"""
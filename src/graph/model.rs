//! In-memory graph: nodes and edges with their display state.

use std::cmp::Ordering;
use std::collections::HashMap;

use log::{info, warn};

use super::color;
use super::types::{GraphData, NodeId, NodeRecord, Temperature};
use crate::config::ViewerSettings;

/// Measure that drives node size right after load.
pub const INITIAL_SIZE_MEASURE: &str = "in_deg";

/// Groups that carry no organization: drawn hollow and grey.
pub const UNAFFILIATED_GROUPS: &[&str] = &["", "-", "wiki"];

/// What the info panel says about a node's group.
#[derive(Clone, Copy, Debug, PartialEq, Eq)]
pub enum GroupNotice {
	/// Group `-`: the channel is not attributed to any organization.
	Unaffiliated,
	/// Group `wiki`: the channel was added from an external list.
	Wiki,
	/// Regular node, show its details.
	Details,
}

/// A graph node and its display state.
#[derive(Clone, Debug)]
pub struct Node {
	/// Node id.
	pub id: NodeId,
	/// Display label.
	pub label: String,
	/// Group tag.
	pub group: String,
	/// Layout x.
	pub x: f64,
	/// Layout y.
	pub y: f64,
	/// Value of the active size measure.
	pub size: f64,
	/// Color currently displayed.
	pub color: String,
	original_color: String,
	activity_color: String,
	/// Profile picture path.
	pub pic: Option<String>,
	/// Channel URL without scheme.
	pub url: Option<String>,
	/// Human readable activity period.
	pub activity_period: Option<String>,
	/// Whether the channel no longer exists.
	pub is_lost: bool,
	/// Location code.
	pub location: Option<String>,
	measures: HashMap<String, f64>,
}

impl Node {
	fn from_record(record: NodeRecord, settings: &ViewerSettings) -> (Self, Option<Temperature>) {
		let mut measures: HashMap<String, f64> = record
			.attributes
			.iter()
			.filter_map(|(key, value)| value.as_f64().map(|v| (key.clone(), v)))
			.collect();
		if let Some(tac) = measures.get("tac").copied() {
			let fans = measures.get("fans").copied().unwrap_or(0.0);
			let ratio = if fans == 0.0 { 0.0 } else { tac / fans };
			measures.insert("tac_on_fans".into(), ratio);
		}

		let color = if record.color.trim().is_empty() {
			settings.default_node_color.clone()
		} else {
			color::rgb(&record.color)
		};

		let node = Self {
			size: measures.get(INITIAL_SIZE_MEASURE).copied().unwrap_or(0.0),
			id: record.id,
			label: record.label,
			group: record.group,
			x: record.x,
			y: record.y,
			original_color: color.clone(),
			activity_color: color.clone(),
			color,
			pic: record.pic,
			url: record.url,
			activity_period: record.activity_period,
			is_lost: record.is_lost,
			location: record.p,
			measures,
		};
		(node, record.temp)
	}

	/// Color captured at load time.
	pub fn original_color(&self) -> &str {
		&self.original_color
	}

	/// Color used by the activity color mode.
	pub fn activity_color(&self) -> &str {
		&self.activity_color
	}

	/// Numeric attribute by name.
	pub fn measure(&self, key: &str) -> Option<f64> {
		self.measures.get(key).copied()
	}

	/// Weighted in-degree as exported.
	pub fn in_degree(&self) -> f64 {
		self.measure("in_deg").unwrap_or(0.0)
	}

	/// Weighted out-degree as exported.
	pub fn out_degree(&self) -> f64 {
		self.measure("out_deg").unwrap_or(0.0)
	}

	/// Subscriber count.
	pub fn fans(&self) -> f64 {
		self.measure("fans").unwrap_or(0.0)
	}

	/// Number of collected messages.
	pub fn messages_count(&self) -> f64 {
		self.measure("messages_count").unwrap_or(0.0)
	}

	/// `@`-less channel handle, i.e. the URL without `t.me/`.
	pub fn handle(&self) -> Option<&str> {
		let url = self.url.as_deref()?;
		Some(url.strip_prefix("t.me/").unwrap_or(url))
	}

	/// Absolute channel URL.
	pub fn profile_url(&self) -> Option<String> {
		self.url.as_ref().map(|url| format!("https://{url}"))
	}

	/// Top of the group hierarchy: everything before the first `-`.
	pub fn main_group(&self) -> &str {
		match self.group.find('-') {
			Some(pos) => &self.group[..pos],
			None => &self.group,
		}
	}

	/// Whether the node belongs to no organization.
	pub fn is_unaffiliated(&self) -> bool {
		UNAFFILIATED_GROUPS.contains(&self.group.as_str())
	}

	/// Which block of the info panel applies.
	pub fn notice(&self) -> GroupNotice {
		match self.group.as_str() {
			"-" => GroupNotice::Unaffiliated,
			"wiki" => GroupNotice::Wiki,
			_ => GroupNotice::Details,
		}
	}
}

/// A directed edge and its display state.
#[derive(Clone, Debug)]
pub struct Edge {
	/// Source node.
	pub source: NodeId,
	/// Target node.
	pub target: NodeId,
	/// Weight.
	pub weight: f64,
	/// Color currently displayed.
	pub color: String,
	original_color: String,
}

impl Edge {
	/// Color captured at load time.
	pub fn original_color(&self) -> &str {
		&self.original_color
	}

	/// Whether source and target are the same node.
	pub fn is_self_loop(&self) -> bool {
		self.source == self.target
	}
}

/// Nodes and edges in file order plus an id lookup.
#[derive(Clone, Debug, Default)]
pub struct Graph {
	pub(crate) nodes: Vec<Node>,
	pub(crate) edges: Vec<Edge>,
	positions: HashMap<NodeId, usize>,
}

impl Graph {
	/// Build the graph and capture every original color.
	///
	/// Duplicate node ids keep their first record; edges pointing at unknown
	/// nodes are dropped.
	pub fn from_data(data: GraphData, settings: &ViewerSettings) -> Self {
		let mut nodes = Vec::with_capacity(data.nodes.len());
		let mut positions = HashMap::with_capacity(data.nodes.len());
		let mut temperatures = Vec::with_capacity(data.nodes.len());
		let mut triplets = HashMap::with_capacity(data.nodes.len());

		for record in data.nodes {
			if positions.contains_key(&record.id) {
				warn!("duplicate node id {}, keeping the first record", record.id);
				continue;
			}
			triplets.insert(record.id.clone(), record.color.trim().to_owned());
			let (node, temp) = Node::from_record(record, settings);
			positions.insert(node.id.clone(), nodes.len());
			nodes.push(node);
			temperatures.push(temp);
		}

		let max_score = temperatures
			.iter()
			.filter_map(|t| match t {
				Some(Temperature::Score(v)) => Some(*v),
				_ => None,
			})
			.fold(0.0_f64, f64::max);
		for (node, temp) in nodes.iter_mut().zip(temperatures) {
			match temp {
				Some(Temperature::Color(css)) if !css.is_empty() => node.activity_color = css,
				Some(Temperature::Score(v)) => {
					node.activity_color = color::temperature_gradient(v, max_score)
				}
				_ => {}
			}
		}

		let mut edges = Vec::with_capacity(data.edges.len());
		let mut skipped = 0usize;
		for record in data.edges {
			if !positions.contains_key(&record.source) || !positions.contains_key(&record.target) {
				skipped += 1;
				continue;
			}
			let triplet = if record.color.trim().is_empty() {
				triplets.get(&record.source).map(String::as_str).unwrap_or("")
			} else {
				record.color.trim()
			};
			let color = if triplet.is_empty() {
				settings.default_edge_color.clone()
			} else {
				color::rgba(triplet, settings.edge_alpha)
			};
			edges.push(Edge {
				source: record.source,
				target: record.target,
				weight: record.weight,
				original_color: color.clone(),
				color,
			});
		}
		if skipped > 0 {
			warn!("skipped {skipped} edges with unknown endpoints");
		}
		info!("graph loaded: {} nodes, {} edges", nodes.len(), edges.len());

		Self {
			nodes,
			edges,
			positions,
		}
	}

	/// Nodes in file order.
	pub fn nodes(&self) -> &[Node] {
		&self.nodes
	}

	/// Edges in file order.
	pub fn edges(&self) -> &[Edge] {
		&self.edges
	}

	/// Node by id.
	pub fn node(&self, id: &str) -> Option<&Node> {
		self.positions.get(id).map(|&pos| &self.nodes[pos])
	}

	/// Position of a node in [`Graph::nodes`].
	pub fn position(&self, id: &str) -> Option<usize> {
		self.positions.get(id).copied()
	}

	/// Whether a node with this id exists.
	pub fn contains(&self, id: &str) -> bool {
		self.positions.contains_key(id)
	}

	/// Number of nodes.
	pub fn len(&self) -> usize {
		self.nodes.len()
	}

	/// Whether the graph has no nodes.
	pub fn is_empty(&self) -> bool {
		self.nodes.is_empty()
	}

	/// Resize every node by a measure; nodes without it get zero.
	pub fn set_sizes(&mut self, measure: &str) {
		for node in &mut self.nodes {
			node.size = node.measure(measure).unwrap_or(0.0);
		}
	}

	/// Order ids by label, ignoring case. Unknown ids go last.
	pub fn sort_by_label<I>(&self, ids: I) -> Vec<NodeId>
	where
		I: IntoIterator<Item = NodeId>,
	{
		let mut ids: Vec<NodeId> = ids.into_iter().collect();
		ids.sort_by(|a, b| self.label_order(a, b));
		ids
	}

	fn label_order(&self, a: &NodeId, b: &NodeId) -> Ordering {
		match (self.node(a.as_str()), self.node(b.as_str())) {
			(Some(na), Some(nb)) => na
				.label
				.to_lowercase()
				.cmp(&nb.label.to_lowercase())
				.then_with(|| a.cmp(b)),
			(Some(_), None) => Ordering::Less,
			(None, Some(_)) => Ordering::Greater,
			(None, None) => a.cmp(b),
		}
	}
}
"""
▸ **What is expected**: Starting at the first line of the records, print each line exactly, stopping after the line that contains "right after load.".

▸ **Result below**:
filename src/graph/model.rs
//! In-memory graph: nodes and edges with their display state.

use std::cmp::Ordering;
use std::collections::HashMap;

use log::{info, warn};

use super::color;
use super::types::{GraphData, NodeId, NodeRecord, Temperature};
use crate::config::ViewerSettings;

/// Measure that drives node size right after load.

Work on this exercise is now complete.